*** Begin section ***
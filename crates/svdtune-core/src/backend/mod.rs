//! Recompression backend port.
//!
//! The page only ever talks to the compression server through
//! [`RecompressBackend`]. [`HttpBackend`] is the reqwest implementation used
//! by the CLI; tests substitute scripted backends.

pub mod http;

use async_trait::async_trait;

use crate::control::CompressionParameter;
use crate::error::Result;
use crate::session::RecompressionResult;

pub use http::{parse_recompress_response, secure_filename, HttpBackend};

/// Something that can recompress a stored original with a new `k`.
#[async_trait]
pub trait RecompressBackend: Send + Sync + 'static {
    /// Recompress the original stored under `fname` keeping `k` singular values.
    async fn recompress(&self, fname: &str, k: CompressionParameter)
        -> Result<RecompressionResult>;
}
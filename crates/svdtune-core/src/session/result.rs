//! Recompression results and the URL transforms applied to them.

use serde::{Deserialize, Serialize};

/// Outcome of a successful recompression, as reported by the backend.
///
/// Transient display state: each new result replaces the previous one.
#[derive(Debug, Clone, PartialEq, Serialize, Deserialize)]
pub struct RecompressionResult {
    /// Path of the preview image
    pub url: String,
    /// Original file size in KB
    pub before_kb: f64,
    /// Compressed file size in KB
    pub after_kb: f64,
    /// Compression ratio percentage
    pub ratio: f64,
    /// Echoed `k`
    pub k: u32,
    /// Server-side runtime in seconds
    pub runtime: f64,
    /// Human-readable pixel dimensions
    #[serde(skip_serializing_if = "Option::is_none")]
    pub dimension: Option<String>,
    /// Richer SVD metrics, when the deployment reports them
    #[serde(flatten)]
    pub svd: SvdMetrics,
}

/// Optional algorithm metrics.
#[derive(Debug, Clone, Default, PartialEq, Serialize, Deserialize)]
pub struct SvdMetrics {
    /// Pixel count of the image
    #[serde(skip_serializing_if = "Option::is_none")]
    pub total_pixels: Option<u64>,
    /// Values stored by the full matrices
    #[serde(skip_serializing_if = "Option::is_none")]
    pub uncompressed_matrix_size: Option<u64>,
    /// Values stored by the rank-`k` factors
    #[serde(skip_serializing_if = "Option::is_none")]
    pub compressed_matrix_size: Option<u64>,
    /// Image height in pixels
    #[serde(skip_serializing_if = "Option::is_none")]
    pub height: Option<u32>,
    /// Image width in pixels
    #[serde(skip_serializing_if = "Option::is_none")]
    pub width: Option<u32>,
    /// Matrix-level compression ratio percentage
    #[serde(skip_serializing_if = "Option::is_none")]
    pub svd_compression_ratio: Option<f64>,
    /// Share of the signal energy kept, as a percentage
    #[serde(skip_serializing_if = "Option::is_none")]
    pub info_preserved: Option<f64>,
}

impl SvdMetrics {
    /// Whether any metric is present.
    #[must_use]
    pub const fn is_empty(&self) -> bool {
        self.total_pixels.is_none()
            && self.uncompressed_matrix_size.is_none()
            && self.compressed_matrix_size.is_none()
            && self.height.is_none()
            && self.width.is_none()
            && self.svd_compression_ratio.is_none()
            && self.info_preserved.is_none()
    }
}

impl RecompressionResult {
    /// Target of the download link for this result.
    #[must_use]
    pub fn download_href(&self) -> String {
        download_path(&self.url)
    }
}

/// Turn a preview path into its download counterpart by replacing the first
/// `preview` path segment with `download`.
///
/// Paths without a `preview` segment are returned unchanged.
#[must_use]
pub fn download_path(url: &str) -> String {
    let mut replaced = false;
    url.split('/')
        .map(|segment| {
            if !replaced && segment == "preview" {
                replaced = true;
                "download"
            } else {
                segment
            }
        })
        .collect::<Vec<_>>()
        .join("/")
}

/// Append a cache-busting token so a reused URL is fetched again.
#[must_use]
pub fn cache_bust(url: &str, token: i64) -> String {
    let separator = if url.contains('?') { '&' } else { '?' };
    format!("{url}{separator}{token}")
}

/// Current cache-busting token (milliseconds since the UNIX epoch).
#[must_use]
pub fn cache_token() -> i64 {
    chrono::Utc::now().timestamp_millis()
}
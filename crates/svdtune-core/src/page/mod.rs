//! The tuning page event loop.
//!
//! [`Page`] owns the [`PageView`] and every component that renders into it.
//! Spawned work (debounce timers, backend calls, file reads) never touches
//! the view; it posts a [`PageEvent`] instead, and [`Page::dispatch`] applies
//! events one at a time:
//!
//! ```text
//! UserInput ──► handle_input ──► ParameterController ──► Debouncer ─┐
//!                    │                                               │
//!                    └──► UploadPreview ──► read task ─┐             │
//!                                                       ▼             ▼
//!                        dispatch ◄── next_event ◄── PreviewLoaded / DebounceFired
//!                           │                                         ▲
//!                           └──► RecompressionSession::issue ──► RecompressCompleted
//! ```

use std::sync::Arc;

use tokio::sync::mpsc;

use crate::backend::RecompressBackend;
use crate::config::Config;
use crate::control::{
    CompressionParameter, ControlKind, Debouncer, Fired, ParameterController, Preset,
};
use crate::session::{Applied, Completion, RecompressionSession, Ticket};
use crate::upload::{
    EventDisposition, FileSource, PreviewLoaded, PreviewState, UploadPreview, Visibility,
};
use crate::view::PageView;

/// Input from the user.
#[derive(Debug, Clone, PartialEq, Eq)]
pub enum UserInput {
    /// Slider moved to a compression rate percentage
    Slider(u8),
    /// Preset selected
    Preset(Preset),
    /// File picked through the file input
    FileChosen(FileSource),
    /// Files dropped onto the upload region
    FileDropped(Vec<FileSource>),
    /// Something dragged over the upload region
    DragOver,
    /// Page shown or hidden
    VisibilityChanged(Visibility),
}

/// Work finished off the page loop.
#[derive(Debug)]
pub enum PageEvent {
    /// A debounce window elapsed
    DebounceFired(Fired<CompressionParameter>),
    /// A recompression request resolved
    RecompressCompleted(Completion),
    /// A file read for the upload preview finished
    PreviewLoaded(PreviewLoaded),
}

/// What dispatching an event changed.
#[derive(Debug, Clone, Copy, PartialEq, Eq)]
pub enum PageUpdate {
    /// A recompression request was sent
    Requested(Ticket),
    /// A recompression response was reconciled
    Recompressed(Applied),
    /// The upload preview settled in a new state
    Preview(PreviewState),
    /// The event was superseded or had nothing to act on
    Ignored,
}

/// The tuning page.
pub struct Page<B> {
    view: PageView,
    controller: ParameterController,
    session: Option<RecompressionSession<B>>,
    upload: UploadPreview,
    backend: Arc<B>,
    completion_tx: mpsc::UnboundedSender<Completion>,
    debounce_rx: mpsc::UnboundedReceiver<Fired<CompressionParameter>>,
    completion_rx: mpsc::UnboundedReceiver<Completion>,
    preview_rx: mpsc::UnboundedReceiver<PreviewLoaded>,
}

impl<B: RecompressBackend> Page<B> {
    /// Build the page and render its initial control state.
    pub fn new(config: &Config, backend: Arc<B>) -> Self {
        let (debounce_tx, debounce_rx) = mpsc::unbounded_channel();
        let (completion_tx, completion_rx) = mpsc::unbounded_channel();
        let (preview_tx, preview_rx) = mpsc::unbounded_channel();

        let controller = ParameterController::new(
            &config.control,
            Debouncer::new(config.session.debounce, debounce_tx),
        );
        let mut view = PageView::default();
        controller.render(&mut view);

        Self {
            view,
            controller,
            session: None,
            upload: UploadPreview::new(config.upload.clone(), preview_tx),
            backend,
            completion_tx,
            debounce_rx,
            completion_rx,
            preview_rx,
        }
    }

    /// Start recompressing the original stored under `fname`.
    ///
    /// Switching to a different original drops whatever was shown for the
    /// previous one, along with any responses still in flight for it.
    /// Attaching the current original again changes nothing.
    pub fn attach_original(&mut self, fname: impl Into<String>) {
        let fname = fname.into();
        match &mut self.session {
            Some(session) if session.fname() == fname => {
                tracing::debug!(fname = %fname, "original already attached");
                return;
            }
            Some(session) => {
                session.retarget(fname.clone());
                self.view.compressed_image_src = None;
                self.view.stats_text.clear();
                self.view.download_href = None;
            }
            None => {
                self.session = Some(RecompressionSession::new(
                    Arc::clone(&self.backend),
                    fname.clone(),
                    self.completion_tx.clone(),
                ));
            }
        }
        tracing::info!(fname = %fname, "original attached");
    }

    /// Send a request for the current `k` without waiting for the debounce
    /// window. Returns `None` if no original is attached.
    pub fn request_current(&mut self) -> Option<Ticket> {
        self.controller.cancel_pending();
        let k = self.controller.k();
        self.session.as_mut().map(|session| session.issue(k))
    }

    /// Handle user input synchronously.
    pub fn handle_input(&mut self, input: UserInput) -> EventDisposition {
        match input {
            UserInput::Slider(rate) => {
                self.controller
                    .on_control_change(ControlKind::Slider(rate), &mut self.view);
                EventDisposition::Default
            }
            UserInput::Preset(preset) => {
                self.controller
                    .on_control_change(ControlKind::Preset(preset), &mut self.view);
                EventDisposition::Default
            }
            UserInput::FileChosen(source) => {
                self.upload.on_file_input_change(source, &mut self.view);
                EventDisposition::Default
            }
            UserInput::FileDropped(files) => self.upload.on_drop(files, &mut self.view),
            UserInput::DragOver => self.upload.on_drag_over(),
            UserInput::VisibilityChanged(visibility) => {
                self.upload.on_visibility_change(visibility, &mut self.view);
                EventDisposition::Default
            }
        }
    }

    /// Wait for the next finished piece of background work.
    ///
    /// Returns `None` only once every event source has closed.
    pub async fn next_event(&mut self) -> Option<PageEvent> {
        tokio::select! {
            Some(fired) = self.debounce_rx.recv() => Some(PageEvent::DebounceFired(fired)),
            Some(completion) = self.completion_rx.recv() => Some(PageEvent::RecompressCompleted(completion)),
            Some(loaded) = self.preview_rx.recv() => Some(PageEvent::PreviewLoaded(loaded)),
            else => None,
        }
    }

    /// Apply one event to the view.
    pub fn dispatch(&mut self, event: PageEvent) -> PageUpdate {
        match event {
            PageEvent::DebounceFired(fired) => {
                let Some(k) = self.controller.accept_fired(fired) else {
                    return PageUpdate::Ignored;
                };
                match self.session.as_mut() {
                    Some(session) => PageUpdate::Requested(session.issue(k)),
                    None => {
                        tracing::debug!(k = k.get(), "no original attached, request skipped");
                        PageUpdate::Ignored
                    }
                }
            }
            PageEvent::RecompressCompleted(completion) => match self.session.as_mut() {
                Some(session) => PageUpdate::Recompressed(session.apply(completion, &mut self.view)),
                None => PageUpdate::Ignored,
            },
            PageEvent::PreviewLoaded(loaded) => {
                if self.upload.finish(loaded, &mut self.view) {
                    PageUpdate::Preview(self.upload.state())
                } else {
                    PageUpdate::Ignored
                }
            }
        }
    }

    /// Wait for the next event and apply it.
    pub async fn step(&mut self) -> Option<PageUpdate> {
        let event = self.next_event().await?;
        Some(self.dispatch(event))
    }

    /// Whether no debounce timer, request or file read is outstanding.
    #[must_use]
    pub fn is_idle(&self) -> bool {
        !self.controller.is_pending()
            && !self.session.as_ref().is_some_and(RecompressionSession::in_flight)
            && self.upload.state() != PreviewState::Loading
    }

    /// Current view.
    #[must_use]
    pub const fn view(&self) -> &PageView {
        &self.view
    }

    /// `k` the next request will carry.
    #[must_use]
    pub const fn k(&self) -> CompressionParameter {
        self.controller.k()
    }

    /// The parameter controller.
    #[must_use]
    pub const fn controller(&self) -> &ParameterController {
        &self.controller
    }

    /// The recompression session, once an original is attached.
    #[must_use]
    pub const fn session(&self) -> Option<&RecompressionSession<B>> {
        self.session.as_ref()
    }
}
*** End section ***
Task details:
Each line in the entries above that includes the string "height" should be extracted.

Response below:
    /// Image height in pixels
    pub height: Option<u32>,
            && self.height.is_none()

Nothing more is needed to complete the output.